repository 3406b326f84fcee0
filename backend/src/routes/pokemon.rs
use axum::Router;
use axum::routing::{get, post};
use sqlx::PgPool;

use crate::handlers::pokemon::{
    create_pokemon, delete_pokemon, get_pokemon, list_pokemons, reset_pokemons, update_pokemon,
};

pub fn pokemon_routes() -> Router<PgPool> {
    Router::new()
        .route("/pokemon", get(list_pokemons).post(create_pokemon))
        .route("/pokemon/reset", post(reset_pokemons))
        .route(
            "/pokemon/{number}",
            get(get_pokemon).patch(update_pokemon).delete(delete_pokemon),
        )
}
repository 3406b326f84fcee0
mod layout;
mod pokedex;

pub use layout::Layout;
pub use pokedex::Pokedex;
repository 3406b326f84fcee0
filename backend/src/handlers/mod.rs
pub mod pokemon;
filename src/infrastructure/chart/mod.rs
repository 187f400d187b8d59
// ============================================================
// CHART RENDERER
// ============================================================
// Bar and line charts rasterized to PNG with the image crate

use std::path::{Path, PathBuf};

use image::{Rgb, RgbImage};

use crate::domain::chart::{ChartKind, ChartSpec};
use crate::domain::error::{AppError, Result};
use crate::infrastructure::storage::ensure_parent_dir;

mod text;

use text::{draw_text, fit, format_tick, text_length, Orientation, GLYPH};

const BACKGROUND: Rgb<u8> = Rgb([255, 255, 255]);
const AXIS: Rgb<u8> = Rgb([40, 40, 40]);
const TEXT: Rgb<u8> = Rgb([20, 20, 20]);
const GRID: Rgb<u8> = Rgb([200, 200, 200]);
const BAR: Rgb<u8> = Rgb([135, 206, 235]);
const LINE: Rgb<u8> = Rgb([0, 128, 0]);

const MARGIN_LEFT: u32 = 90;
const MARGIN_RIGHT: u32 = 30;
const MARGIN_TOP: u32 = 40;
const MARGIN_BOTTOM: u32 = 120;
const GRID_LINES: u32 = 5;
const DASH: u32 = 6;

/// Pixel rectangle the data is drawn into
#[derive(Debug, Clone, Copy)]
struct PlotArea {
    left: u32,
    right: u32,
    top: u32,
    bottom: u32,
}

impl PlotArea {
    fn width(&self) -> u32 {
        self.right - self.left
    }

    fn height(&self) -> u32 {
        self.bottom - self.top
    }
}

pub struct ChartRenderer {
    output_dir: PathBuf,
    width: u32,
    height: u32,
}

impl ChartRenderer {
    pub fn new(output_dir: &Path, width: u32, height: u32) -> Self {
        Self {
            output_dir: output_dir.to_path_buf(),
            width,
            height,
        }
    }

    /// Parse `kind` then render. An unknown kind is a `ChartError` and
    /// nothing is written.
    pub fn render_chart(
        &self,
        x_values: &[String],
        y_values: &[f64],
        kind: &str,
        title: &str,
        x_label: &str,
        y_label: &str,
    ) -> Result<PathBuf> {
        let kind = kind.parse::<ChartKind>()?;
        self.render(x_values, y_values, &ChartSpec::new(kind, title, x_label, y_label))
    }

    /// Draw the chart and save it as `<output_dir>/<spec.file_name()>`
    pub fn render(&self, x_values: &[String], y_values: &[f64], spec: &ChartSpec) -> Result<PathBuf> {
        validate_series(x_values, y_values)?;

        let area = self.plot_area()?;
        let mut canvas = RgbImage::from_pixel(self.width, self.height, BACKGROUND);

        draw_grid(&mut canvas, area);

        let (low, high) = value_range(y_values);
        let points: Vec<(i64, i64)> = y_values
            .iter()
            .enumerate()
            .map(|(i, v)| (slot_center(area, i, y_values.len()), to_pixel_y(area, *v, low, high)))
            .collect();

        match spec.kind {
            ChartKind::Bar => {
                let slot = area.width() as f64 / y_values.len() as f64;
                let half = ((slot * 0.35).max(1.0)) as i64;
                let baseline = to_pixel_y(area, low.max(0.0), low, high);
                for (x, y) in &points {
                    fill_rect(&mut canvas, x - half, (*y).min(baseline), x + half, (*y).max(baseline), BAR);
                }
            }
            ChartKind::Line => {
                for pair in points.windows(2) {
                    draw_line(&mut canvas, pair[0], pair[1], LINE);
                }
                for (x, y) in &points {
                    fill_rect(&mut canvas, x - 3, y - 3, x + 3, y + 3, LINE);
                }
            }
        }

        draw_axes(&mut canvas, area, points.iter().map(|(x, _)| *x));
        draw_labels(&mut canvas, area, spec);
        draw_value_ticks(&mut canvas, area, low, high);
        draw_category_ticks(&mut canvas, area, x_values, points.iter().map(|(x, _)| *x));

        let path = self.output_dir.join(spec.file_name());
        ensure_parent_dir(&path)?;
        canvas.save(&path).map_err(|e| {
            AppError::ChartError(format!("Failed to save chart {}: {}", path.display(), e))
        })?;

        tracing::info!(
            path = %path.display(),
            kind = %spec.kind,
            title = %spec.title,
            x_label = %spec.x_label,
            y_label = %spec.y_label,
            points = y_values.len(),
            "Chart saved"
        );
        Ok(path)
    }

    fn plot_area(&self) -> Result<PlotArea> {
        if self.width <= MARGIN_LEFT + MARGIN_RIGHT || self.height <= MARGIN_TOP + MARGIN_BOTTOM {
            return Err(AppError::ChartError(format!(
                "Canvas {}x{} is too small",
                self.width, self.height
            )));
        }

        Ok(PlotArea {
            left: MARGIN_LEFT,
            right: self.width - MARGIN_RIGHT,
            top: MARGIN_TOP,
            bottom: self.height - MARGIN_BOTTOM,
        })
    }
}

fn validate_series(x_values: &[String], y_values: &[f64]) -> Result<()> {
    if y_values.is_empty() {
        return Err(AppError::ChartError("No values to plot".to_string()));
    }
    if x_values.len() != y_values.len() {
        return Err(AppError::ChartError(format!(
            "Got {} labels for {} values",
            x_values.len(),
            y_values.len()
        )));
    }
    if let Some(bad) = y_values.iter().find(|v| !v.is_finite()) {
        return Err(AppError::ChartError(format!(
            "Value {} cannot be plotted",
            bad
        )));
    }
    Ok(())
}

/// Value range always includes zero and is never empty
fn value_range(values: &[f64]) -> (f64, f64) {
    let low = values.iter().copied().fold(0.0, f64::min);
    let high = values.iter().copied().fold(0.0, f64::max);
    if high > low {
        (low, high)
    } else {
        (low, low + 1.0)
    }
}

fn slot_center(area: PlotArea, index: usize, count: usize) -> i64 {
    let slot = area.width() as f64 / count as f64;
    (area.left as f64 + slot * (index as f64 + 0.5)) as i64
}

fn to_pixel_y(area: PlotArea, value: f64, low: f64, high: f64) -> i64 {
    let ratio = (value - low) / (high - low);
    (area.bottom as f64 - ratio * area.height() as f64).round() as i64
}

fn put(canvas: &mut RgbImage, x: i64, y: i64, color: Rgb<u8>) {
    if x >= 0 && y >= 0 && (x as u32) < canvas.width() && (y as u32) < canvas.height() {
        canvas.put_pixel(x as u32, y as u32, color);
    }
}

fn fill_rect(canvas: &mut RgbImage, x0: i64, y0: i64, x1: i64, y1: i64, color: Rgb<u8>) {
    for y in y0..=y1 {
        for x in x0..=x1 {
            put(canvas, x, y, color);
        }
    }
}

/// Bresenham line
fn draw_line(canvas: &mut RgbImage, from: (i64, i64), to: (i64, i64), color: Rgb<u8>) {
    let (mut x, mut y) = from;
    let dx = (to.0 - x).abs();
    let dy = -(to.1 - y).abs();
    let sx = if x < to.0 { 1 } else { -1 };
    let sy = if y < to.1 { 1 } else { -1 };
    let mut err = dx + dy;

    loop {
        put(canvas, x, y, color);
        if x == to.0 && y == to.1 {
            break;
        }
        let e2 = 2 * err;
        if e2 >= dy {
            err += dy;
            x += sx;
        }
        if e2 <= dx {
            err += dx;
            y += sy;
        }
    }
}

/// Dashed horizontal guides
fn draw_grid(canvas: &mut RgbImage, area: PlotArea) {
    for step in 1..=GRID_LINES {
        let y = area.bottom - area.height() * step / GRID_LINES;
        for x in area.left..area.right {
            if (x - area.left) / DASH % 2 == 0 {
                put(canvas, x as i64, y as i64, GRID);
            }
        }
    }
}

fn draw_axes(canvas: &mut RgbImage, area: PlotArea, ticks: impl Iterator<Item = i64>) {
    let (left, right, top, bottom) = (
        area.left as i64,
        area.right as i64,
        area.top as i64,
        area.bottom as i64,
    );
    draw_line(canvas, (left, bottom), (right, bottom), AXIS);
    draw_line(canvas, (left, bottom), (left, top), AXIS);
    for x in ticks {
        draw_line(canvas, (x, bottom), (x, bottom + 5), AXIS);
    }
}

/// Title centered above the plot, x label centered below the tick labels,
/// y label rotated along the left edge
fn draw_labels(canvas: &mut RgbImage, area: PlotArea, spec: &ChartSpec) {
    let width = canvas.width();
    let height = canvas.height();

    let scale = if text_length(&spec.title, 2) <= width { 2 } else { 1 };
    let title = fit(&spec.title, width, scale);
    let title_x = width.saturating_sub(text_length(&title, scale)) / 2;
    let title_y = MARGIN_TOP.saturating_sub(GLYPH * scale) / 2;
    draw_text(canvas, title_x as i64, title_y as i64, &title, scale, TEXT, Orientation::Horizontal);

    let x_label = fit(&spec.x_label, width, 1);
    let x_label_x = (area.left + area.width() / 2).saturating_sub(text_length(&x_label, 1) / 2);
    let x_label_y = height - GLYPH - 6;
    draw_text(canvas, x_label_x as i64, x_label_y as i64, &x_label, 1, TEXT, Orientation::Horizontal);

    let y_label = fit(&spec.y_label, area.height(), 1);
    let y_label_y = area.top + area.height() / 2 + text_length(&y_label, 1) / 2;
    draw_text(canvas, 6, y_label_y as i64, &y_label, 1, TEXT, Orientation::Vertical);
}

/// Value labels right-aligned against the y axis, one per grid line plus the base
fn draw_value_ticks(canvas: &mut RgbImage, area: PlotArea, low: f64, high: f64) {
    let room = area.left - 6 - GLYPH - 8;
    for step in 0..=GRID_LINES {
        let value = low + (high - low) * step as f64 / GRID_LINES as f64;
        let label = fit(&format_tick(value), room, 1);
        let y = area.bottom - area.height() * step / GRID_LINES;
        let x = area.left.saturating_sub(6 + text_length(&label, 1));
        draw_text(canvas, x as i64, y as i64 - 4, &label, 1, TEXT, Orientation::Horizontal);
    }
}

/// Category names rotated under each tick, reading upward toward the axis
fn draw_category_ticks(
    canvas: &mut RgbImage,
    area: PlotArea,
    labels: &[String],
    ticks: impl Iterator<Item = i64>,
) {
    let top = area.bottom + 8;
    let room = canvas.height().saturating_sub(top + GLYPH + 12);
    for (label, x) in labels.iter().zip(ticks) {
        let label = fit(label, room, 1);
        let anchor = top + text_length(&label, 1);
        draw_text(canvas, x - 4, anchor as i64, &label, 1, TEXT, Orientation::Vertical);
    }
}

══════════

* [Task brief]
Each line in the listing above from the one containing "if (x - area.left)" through the one containing "let title = fit(&spec.title, width, scale);" should be repeated exactly, and no other line.

* [Written response]
            if (x - area.left) / DASH % 2 == 0 {
                put(canvas, x as i64, y as i64, GRID);
            }
        }
    }
}

fn draw_axes(canvas: &mut RgbImage, area: PlotArea, ticks: impl Iterator<Item = i64>) {
    let (left, right, top, bottom) = (
        area.left as i64,
        area.right as i64,
        area.top as i64,
        area.bottom as i64,
    );
    draw_line(canvas, (left, bottom), (right, bottom), AXIS);
    draw_line(canvas, (left, bottom), (left, top), AXIS);
    for x in ticks {
        draw_line(canvas, (x, bottom), (x, bottom + 5), AXIS);
    }
}

/// Title centered above the plot, x label centered below the tick labels,
/// y label rotated along the left edge
fn draw_labels(canvas: &mut RgbImage, area: PlotArea, spec: &ChartSpec) {
    let width = canvas.width();
    let height = canvas.height();

    let scale = if text_length(&spec.title, 2) <= width { 2 } else { 1 };
    let title = fit(&spec.title, width, scale);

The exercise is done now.